* **Directions**:
An exact reproduction of all the entries is what the answer must contain.
--- Information Enclosed Below ---
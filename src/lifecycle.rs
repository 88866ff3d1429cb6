//! The start/stop/cleanup contract shared by every animated scene.
//!
//! A [`SceneHandle`] couples one [`SceneModel`] (what to animate) with one
//! [`Surface`] (where to draw) and drives it from a self-rescheduling frame loop.

use std::any::Any;
use std::cell::{Cell, RefCell};
use std::rc::Rc;

use crate::input::{InputHub, Pointer, Subscription};
use crate::surface::{Surface, SurfaceRect, SurfaceSize};

/// A pending animation-frame request. Dropping it cancels the request.
pub struct FrameHandle {
    _guard: Box<dyn Any>,
}

impl FrameHandle {
    pub fn new<T: 'static>(guard: T) -> Self {
        Self {
            _guard: Box::new(guard),
        }
    }
}

/// Source of display-refresh callbacks (`requestAnimationFrame` in the browser).
pub trait FrameScheduler {
    /// Run `callback` once on the next frame with a millisecond timestamp.
    fn request(&self, callback: Box<dyn FnOnce(f64)>) -> FrameHandle;
}

/// Everything a model may read while advancing one frame.
#[derive(Clone, Copy, Debug)]
pub struct FrameInput {
    /// Frames rendered so far by this handle, starting at 1.
    pub tick: u64,
    /// Wall-clock timestamp of the frame in milliseconds.
    pub timestamp: f64,
    pub pointer: Pointer,
    pub bounds: SurfaceRect,
}

/// Per-variant animation state.
pub trait SceneModel: 'static {
    fn name(&self) -> &'static str;
    fn resize(&mut self, size: SurfaceSize);
    fn advance(&mut self, input: &FrameInput);
    fn render(&self, surface: &mut dyn Surface);
    /// Undo anything that only makes sense while the scene is animating.
    fn deactivate(&mut self) {}
}

#[derive(Clone, Copy, Debug, PartialEq, Eq)]
pub enum Phase {
    Idle,
    Running,
    Disposed,
}

/// Capability set the activation binder drives.
pub trait Scene {
    fn start(&self);
    fn stop(&self);
    /// Terminal. Later calls to any method are no-ops.
    fn cleanup(&self);
    fn is_running(&self) -> bool;
}

struct Controller<M: SceneModel> {
    model: RefCell<M>,
    surface: RefCell<Box<dyn Surface>>,
    frames: Rc<dyn FrameScheduler>,
    phase: Cell<Phase>,
    pending: RefCell<Option<FrameHandle>>,
    pointer: Cell<Pointer>,
    size: Cell<SurfaceSize>,
    tick: Cell<u64>,
    subscriptions: RefCell<Vec<Subscription>>,
}

pub struct SceneHandle<M: SceneModel> {
    inner: Rc<Controller<M>>,
}

impl<M: SceneModel> SceneHandle<M> {
    /// Size the surface to its container and subscribe to pointer and resize input.
    /// `aux` keeps auxiliary-control listeners alive until cleanup. Nothing renders
    /// until [`Scene::start`].
    pub fn create(
        mut model: M,
        mut surface: Box<dyn Surface>,
        frames: Rc<dyn FrameScheduler>,
        input: &InputHub,
        aux: Vec<Subscription>,
    ) -> Self {
        let size = surface.bounds().size();
        if size.is_degenerate() {
            log::debug!("{} container has no layout yet, waiting for resize", model.name());
        }
        surface.resize(size);
        model.resize(size);

        let inner = Rc::new(Controller {
            model: RefCell::new(model),
            surface: RefCell::new(surface),
            frames,
            phase: Cell::new(Phase::Idle),
            pending: RefCell::new(None),
            pointer: Cell::new(input.pointer()),
            size: Cell::new(size),
            tick: Cell::new(0),
            subscriptions: RefCell::new(Vec::new()),
        });

        let weak = Rc::downgrade(&inner);
        let pointer = input.on_pointer(move |p| {
            if let Some(controller) = weak.upgrade() {
                controller.pointer.set(p);
            }
        });
        let weak = Rc::downgrade(&inner);
        let resize = input.on_resize(move || {
            if let Some(controller) = weak.upgrade() {
                controller.handle_resize();
            }
        });
        {
            let mut subs = inner.subscriptions.borrow_mut();
            subs.push(pointer);
            subs.push(resize);
            subs.extend(aux);
        }

        Self { inner }
    }

    pub fn phase(&self) -> Phase {
        self.inner.phase.get()
    }

    pub fn size(&self) -> SurfaceSize {
        self.inner.size.get()
    }

    /// Frames rendered since creation.
    pub fn ticks(&self) -> u64 {
        self.inner.tick.get()
    }

    pub fn has_pending_frame(&self) -> bool {
        self.inner.pending.borrow().is_some()
    }

    pub fn with_model<R>(&self, f: impl FnOnce(&M) -> R) -> R {
        f(&self.inner.model.borrow())
    }
}

impl<M: SceneModel> Scene for SceneHandle<M> {
    fn start(&self) {
        if self.inner.phase.get() != Phase::Idle {
            return;
        }
        self.inner.phase.set(Phase::Running);
        log::debug!("{} scene started", self.inner.model.borrow().name());
        Controller::schedule(&self.inner);
    }

    fn stop(&self) {
        if self.inner.phase.get() != Phase::Running {
            return;
        }
        self.inner.phase.set(Phase::Idle);
        self.inner.pending.borrow_mut().take();
        let mut model = self.inner.model.borrow_mut();
        model.deactivate();
        log::debug!("{} scene stopped", model.name());
    }

    fn cleanup(&self) {
        let inner = &self.inner;
        if inner.phase.get() == Phase::Disposed {
            return;
        }
        inner.phase.set(Phase::Disposed);
        inner.pending.borrow_mut().take();
        inner.model.borrow_mut().deactivate();
        let subscriptions = std::mem::take(&mut *inner.subscriptions.borrow_mut());
        drop(subscriptions);
        inner.surface.borrow_mut().release();
        log::debug!("{} scene disposed", inner.model.borrow().name());
    }

    fn is_running(&self) -> bool {
        self.inner.phase.get() == Phase::Running
    }
}

impl<M: SceneModel> Controller<M> {
    fn schedule(this: &Rc<Self>) {
        let weak = Rc::downgrade(this);
        let handle = this.frames.request(Box::new(move |timestamp| {
            if let Some(controller) = weak.upgrade() {
                Controller::on_frame(&controller, timestamp);
            }
        }));
        *this.pending.borrow_mut() = Some(handle);
    }

    fn on_frame(this: &Rc<Self>, timestamp: f64) {
        // The request that just fired is spent.
        this.pending.borrow_mut().take();
        if this.phase.get() != Phase::Running {
            return;
        }
        Self::schedule(this);

        let tick = this.tick.get() + 1;
        this.tick.set(tick);
        let input = FrameInput {
            tick,
            timestamp,
            pointer: this.pointer.get(),
            bounds: this.surface.borrow().bounds(),
        };
        let mut model = this.model.borrow_mut();
        model.advance(&input);
        let mut surface = this.surface.borrow_mut();
        model.render(surface.as_mut());
    }

    fn handle_resize(&self) {
        if self.phase.get() == Phase::Disposed {
            return;
        }
        let size = self.surface.borrow().bounds().size();
        if size == self.size.get() {
            return;
        }
        self.size.set(size);
        self.surface.borrow_mut().resize(size);
        self.model.borrow_mut().resize(size);
    }
}

impl<M: SceneModel> Drop for Controller<M> {
    fn drop(&mut self) {
        if self.phase.get() != Phase::Disposed {
            self.pending.get_mut().take();
            self.model.get_mut().deactivate();
            self.surface.get_mut().release();
        }
    }
}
--- End of Enclosed Information ---
* **Your solution**:
filename src/lifecycle.rs
repository 88866ff3d1429cb6
//! The start/stop/cleanup contract shared by every animated scene.
//!
//! A [`SceneHandle`] couples one [`SceneModel`] (what to animate) with one
//! [`Surface`] (where to draw) and drives it from a self-rescheduling frame loop.

use std::any::Any;
use std::cell::{Cell, RefCell};
use std::rc::Rc;

use crate::input::{InputHub, Pointer, Subscription};
use crate::surface::{Surface, SurfaceRect, SurfaceSize};

/// A pending animation-frame request. Dropping it cancels the request.
pub struct FrameHandle {
    _guard: Box<dyn Any>,
}

impl FrameHandle {
    pub fn new<T: 'static>(guard: T) -> Self {
        Self {
            _guard: Box::new(guard),
        }
    }
}

/// Source of display-refresh callbacks (`requestAnimationFrame` in the browser).
pub trait FrameScheduler {
    /// Run `callback` once on the next frame with a millisecond timestamp.
    fn request(&self, callback: Box<dyn FnOnce(f64)>) -> FrameHandle;
}

/// Everything a model may read while advancing one frame.
#[derive(Clone, Copy, Debug)]
pub struct FrameInput {
    /// Frames rendered so far by this handle, starting at 1.
    pub tick: u64,
    /// Wall-clock timestamp of the frame in milliseconds.
    pub timestamp: f64,
    pub pointer: Pointer,
    pub bounds: SurfaceRect,
}

/// Per-variant animation state.
pub trait SceneModel: 'static {
    fn name(&self) -> &'static str;
    fn resize(&mut self, size: SurfaceSize);
    fn advance(&mut self, input: &FrameInput);
    fn render(&self, surface: &mut dyn Surface);
    /// Undo anything that only makes sense while the scene is animating.
    fn deactivate(&mut self) {}
}

#[derive(Clone, Copy, Debug, PartialEq, Eq)]
pub enum Phase {
    Idle,
    Running,
    Disposed,
}

/// Capability set the activation binder drives.
pub trait Scene {
    fn start(&self);
    fn stop(&self);
    /// Terminal. Later calls to any method are no-ops.
    fn cleanup(&self);
    fn is_running(&self) -> bool;
}

struct Controller<M: SceneModel> {
    model: RefCell<M>,
    surface: RefCell<Box<dyn Surface>>,
    frames: Rc<dyn FrameScheduler>,
    phase: Cell<Phase>,
    pending: RefCell<Option<FrameHandle>>,
    pointer: Cell<Pointer>,
    size: Cell<SurfaceSize>,
    tick: Cell<u64>,
    subscriptions: RefCell<Vec<Subscription>>,
}

pub struct SceneHandle<M: SceneModel> {
    inner: Rc<Controller<M>>,
}

impl<M: SceneModel> SceneHandle<M> {
    /// Size the surface to its container and subscribe to pointer and resize input.
    /// `aux` keeps auxiliary-control listeners alive until cleanup. Nothing renders
    /// until [`Scene::start`].
    pub fn create(
        mut model: M,
        mut surface: Box<dyn Surface>,
        frames: Rc<dyn FrameScheduler>,
        input: &InputHub,
        aux: Vec<Subscription>,
    ) -> Self {
        let size = surface.bounds().size();
        if size.is_degenerate() {
            log::debug!("{} container has no layout yet, waiting for resize", model.name());
        }
        surface.resize(size);
        model.resize(size);

        let inner = Rc::new(Controller {
            model: RefCell::new(model),
            surface: RefCell::new(surface),
            frames,
            phase: Cell::new(Phase::Idle),
            pending: RefCell::new(None),
            pointer: Cell::new(input.pointer()),
            size: Cell::new(size),
            tick: Cell::new(0),
            subscriptions: RefCell::new(Vec::new()),
        });

        let weak = Rc::downgrade(&inner);
        let pointer = input.on_pointer(move |p| {
            if let Some(controller) = weak.upgrade() {
                controller.pointer.set(p);
            }
        });
        let weak = Rc::downgrade(&inner);
        let resize = input.on_resize(move || {
            if let Some(controller) = weak.upgrade() {
                controller.handle_resize();
            }
        });
        {
            let mut subs = inner.subscriptions.borrow_mut();
            subs.push(pointer);
            subs.push(resize);
            subs.extend(aux);
        }

        Self { inner }
    }

    pub fn phase(&self) -> Phase {
        self.inner.phase.get()
    }

    pub fn size(&self) -> SurfaceSize {
        self.inner.size.get()
    }

    /// Frames rendered since creation.
    pub fn ticks(&self) -> u64 {
        self.inner.tick.get()
    }

    pub fn has_pending_frame(&self) -> bool {
        self.inner.pending.borrow().is_some()
    }

    pub fn with_model<R>(&self, f: impl FnOnce(&M) -> R) -> R {
        f(&self.inner.model.borrow())
    }
}

impl<M: SceneModel> Scene for SceneHandle<M> {
    fn start(&self) {
        if self.inner.phase.get() != Phase::Idle {
            return;
        }
        self.inner.phase.set(Phase::Running);
        log::debug!("{} scene started", self.inner.model.borrow().name());
        Controller::schedule(&self.inner);
    }

    fn stop(&self) {
        if self.inner.phase.get() != Phase::Running {
            return;
        }
        self.inner.phase.set(Phase::Idle);
        self.inner.pending.borrow_mut().take();
        let mut model = self.inner.model.borrow_mut();
        model.deactivate();
        log::debug!("{} scene stopped", model.name());
    }

    fn cleanup(&self) {
        let inner = &self.inner;
        if inner.phase.get() == Phase::Disposed {
            return;
        }
        inner.phase.set(Phase::Disposed);
        inner.pending.borrow_mut().take();
        inner.model.borrow_mut().deactivate();
        let subscriptions = std::mem::take(&mut *inner.subscriptions.borrow_mut());
        drop(subscriptions);
        inner.surface.borrow_mut().release();
        log::debug!("{} scene disposed", inner.model.borrow().name());
    }

    fn is_running(&self) -> bool {
        self.inner.phase.get() == Phase::Running
    }
}

impl<M: SceneModel> Controller<M> {
    fn schedule(this: &Rc<Self>) {
        let weak = Rc::downgrade(this);
        let handle = this.frames.request(Box::new(move |timestamp| {
            if let Some(controller) = weak.upgrade() {
                Controller::on_frame(&controller, timestamp);
            }
        }));
        *this.pending.borrow_mut() = Some(handle);
    }

    fn on_frame(this: &Rc<Self>, timestamp: f64) {
        // The request that just fired is spent.
        this.pending.borrow_mut().take();
        if this.phase.get() != Phase::Running {
            return;
        }
        Self::schedule(this);

        let tick = this.tick.get() + 1;
        this.tick.set(tick);
        let input = FrameInput {
            tick,
            timestamp,
            pointer: this.pointer.get(),
            bounds: this.surface.borrow().bounds(),
        };
        let mut model = this.model.borrow_mut();
        model.advance(&input);
        let mut surface = this.surface.borrow_mut();
        model.render(surface.as_mut());
    }

    fn handle_resize(&self) {
        if self.phase.get() == Phase::Disposed {
            return;
        }
        let size = self.surface.borrow().bounds().size();
        if size == self.size.get() {
            return;
        }
        self.size.set(size);
        self.surface.borrow_mut().resize(size);
        self.model.borrow_mut().resize(size);
    }
}

impl<M: SceneModel> Drop for Controller<M> {
    fn drop(&mut self) {
        if self.phase.get() != Phase::Disposed {
            self.pending.get_mut().take();
            self.model.get_mut().deactivate();
            self.surface.get_mut().release();
        }
    }
}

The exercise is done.